According to Time, the volume of anti-affirmative action cases has vaulted since the Supreme Court determination with some minority- and woman-targeted business resources being hit with suits of their own; others have removed specific mention of DEI initiatives and policies from their websites to avoid legal trouble.
Three major law firms sued by the Alliance over fellowship programs for students of color, particularly those from underrepresented demographics in the field, expanded their programs to all students, prompting the alliance to drop the suits, Time noted.
The groups behind these suits are “ignoring” the baseline conditions of racial and gender discrimination in various sectors, Johnson argued.
“I think that these cases — and they’re successful at doing so, no doubt, because they attract a lot of attention from media and other resources — they focus attention on the discriminatory point as being [what is actually] the remedy for discrimination,” Johnson told Salon. “And I would like to see more attention paid to what are the barriers, how do we address those barriers, including by the groups that bring these suits.”

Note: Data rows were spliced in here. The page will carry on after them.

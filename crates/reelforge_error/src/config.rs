//! Configuration error types.

/// Configuration error with source location.
#[derive(Debug, Clone, derive_more::Display, derive_more::Error)]
#[display("Configuration Error: {} at line {} in {}", message, line, file)]
pub struct ConfigError {
    /// Error message
    pub message: String,
    /// Line number where the error occurred
    pub line: u32,
    /// File where the error occurred
    pub file: &'static str,
}

impl ConfigError {
    /// Create a new ConfigError with the given message at the current location.
    ///
    /// # Examples
    ///
    /// ```
    /// use reelforge_error::ConfigError;
    ///
    /// let err = ConfigError::new("retry.max_attempts must be at least 1");
    /// assert!(err.message.contains("max_attempts"));
    /// ```
    #[track_caller]
    pub fn new(message: impl Into<String>) -> Self {
        let location = std::panic::Location::caller();
        Self {
            message: message.into(),
            line: location.line(),
            file: location.file(),
        }
    }
}
//! Scene generation: narration, image prompt, then TTS and image side by side.

use crate::prompts::{WordLimits, image_prompt_prompt, refine_narration_prompt};
use crate::{ArtifactTracker, ProviderCaller, clean_text};
use reelforge_core::{
    ArtifactKind, CompletionOptions, ImageOptions, ImageStyle, Scene, VoiceOptions,
};
use reelforge_error::{PipelineError, PipelineErrorKind, ReelforgeError};
use reelforge_rate_limit::ReelforgeConfig;
use reelforge_storage::ArtifactStore;
use tracing::{debug, instrument, warn};

/// Shared inputs for generating the scenes of one run.
#[derive(Clone, Copy)]
pub struct SceneContext<'a> {
    /// Providers selected for the run
    pub caller: &'a ProviderCaller,
    /// Where audio and images are stored
    pub store: &'a dyn ArtifactStore,
    /// Artifacts stored by the current scene task
    pub tracker: &'a ArtifactTracker,
    /// Voice forwarded to TTS
    pub voice: &'a VoiceOptions,
    /// Optional style prefix for image prompts
    pub style: Option<&'a ImageStyle>,
    /// Video title, used as context for image prompts
    pub title: &'a str,
}

/// Produces narration audio and an illustration for one scene.
#[derive(Debug, Clone)]
pub struct SceneGenerator {
    refine_narration: bool,
    narration_words: WordLimits,
    image_prompt_words: WordLimits,
    image_options: ImageOptions,
}

impl SceneGenerator {
    /// Create a generator.
    pub fn new(
        refine_narration: bool,
        narration_words: WordLimits,
        image_prompt_words: WordLimits,
        image_options: ImageOptions,
    ) -> Self {
        Self {
            refine_narration,
            narration_words,
            image_prompt_words,
            image_options,
        }
    }

    /// Build from `[pipeline]` and `[image]` configuration.
    pub fn from_config(config: &ReelforgeConfig) -> Self {
        let pipeline = &config.pipeline;
        Self::new(
            pipeline.refine_narration,
            WordLimits::new(pipeline.min_narration_words, pipeline.max_narration_words),
            WordLimits::new(
                pipeline.min_image_prompt_words,
                pipeline.max_image_prompt_words,
            ),
            config.image_options(),
        )
    }

    /// Fill in narration, image prompt, audio and illustration for `scene`.
    ///
    /// Returns the errors to record against the scene. A TTS failure leaves
    /// the scene without audio; an image failure marks it failed.
    #[instrument(skip(self, ctx, scene), fields(scene = scene.index()))]
    pub async fn generate(&self, ctx: &SceneContext<'_>, scene: &mut Scene) -> Vec<ReelforgeError> {
        let mut errors = Vec::new();
        let index = *scene.index();

        if self.refine_narration {
            let narration = self.refine(ctx, scene).await;
            scene.set_narration(narration);
        }

        let prompt = self.derive_image_prompt(ctx, scene).await;
        let prompt = match ctx.style {
            Some(style) => style.apply(&prompt),
            None => prompt,
        };
        scene.set_image_prompt(prompt);

        let narrate = async {
            let clip = ctx.caller.synthesize(scene.spoken_text(), ctx.voice).await?;
            let reference = ctx
                .tracker
                .store(ctx.store, clip.data(), ArtifactKind::Audio, clip.mime_type())
                .await?;
            Ok::<_, ReelforgeError>((reference, *clip.duration_seconds()))
        };
        let illustrate = async {
            let asset = ctx
                .caller
                .generate_image(scene.image_prompt(), &self.image_options)
                .await?;
            ctx.tracker
                .store(ctx.store, asset.data(), ArtifactKind::Image, asset.mime_type())
                .await
        };
        let (audio, image) = tokio::join!(narrate, illustrate);

        match audio {
            Ok((reference, duration)) => scene.attach_audio(reference, duration),
            Err(e) => {
                warn!(scene = index, error = %e, "Narration failed, scene will be silent");
                errors.push(e);
            }
        }

        match image {
            Ok(reference) => scene.attach_illustration(reference),
            Err(e) => {
                warn!(scene = index, error = %e, "Illustration failed, scene excluded");
                scene.mark_failed();
                errors.push(scene_failed(index, &e));
            }
        }

        errors
    }

    async fn refine(&self, ctx: &SceneContext<'_>, scene: &Scene) -> String {
        let prompt = refine_narration_prompt(scene.narrative_text(), self.narration_words);
        match ctx.caller.complete(&prompt, &CompletionOptions::text()).await {
            Ok(response) => {
                let narration = clean_text(&response);
                if narration.is_empty() {
                    scene.narrative_text().clone()
                } else {
                    narration
                }
            }
            Err(e) => {
                warn!(scene = scene.index(), error = %e, "Narration refinement failed, using scene text");
                scene.narrative_text().clone()
            }
        }
    }

    async fn derive_image_prompt(&self, ctx: &SceneContext<'_>, scene: &Scene) -> String {
        let prompt = image_prompt_prompt(
            ctx.title,
            scene.spoken_text(),
            scene.visual_hint().as_deref(),
            self.image_prompt_words,
        );
        match ctx.caller.complete(&prompt, &CompletionOptions::text()).await {
            Ok(response) => {
                let derived = clean_text(&response);
                if derived.is_empty() {
                    scene.narrative_text().clone()
                } else {
                    debug!(scene = scene.index(), prompt_len = derived.len(), "Derived image prompt");
                    derived
                }
            }
            Err(e) => {
                warn!(scene = scene.index(), error = %e, "Image prompt derivation failed, using scene text");
                scene.narrative_text().clone()
            }
        }
    }
}

/// Wrap a failure that excludes a scene from the video.
pub(crate) fn scene_failed(index: usize, cause: &ReelforgeError) -> ReelforgeError {
    PipelineError::new(PipelineErrorKind::SceneGenerationFailed {
        index,
        reason: cause.to_string(),
    })
    .into()
}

Johnson expects to see a spike in legal challenges to race-conscious programs or efforts to address racial inequality over the next few years that will result in an array of appellate rulings — and possibly a Supreme Court decision — and determine the scope of section 1981 and Title VII to address racial inequality and past or present discrimination.
“Fearless Fund is really just the tip of the iceberg,” Russell said, adding that these “challenges are not just legal challenges. They are very much rhetorical challenges to try to change public perceptions of what racial equality means.”
“If I were writing about this I would want to know, why is this the goal of these organizations? What kind of America do they want to see at the end? Who’s financing them?” Johnson added, “because they adopt a very zero-sum view of economic prosperity in this country, and I think ultimately, that’s a dangerous thing. We have to think about how we’re going to design an inclusive democracy.”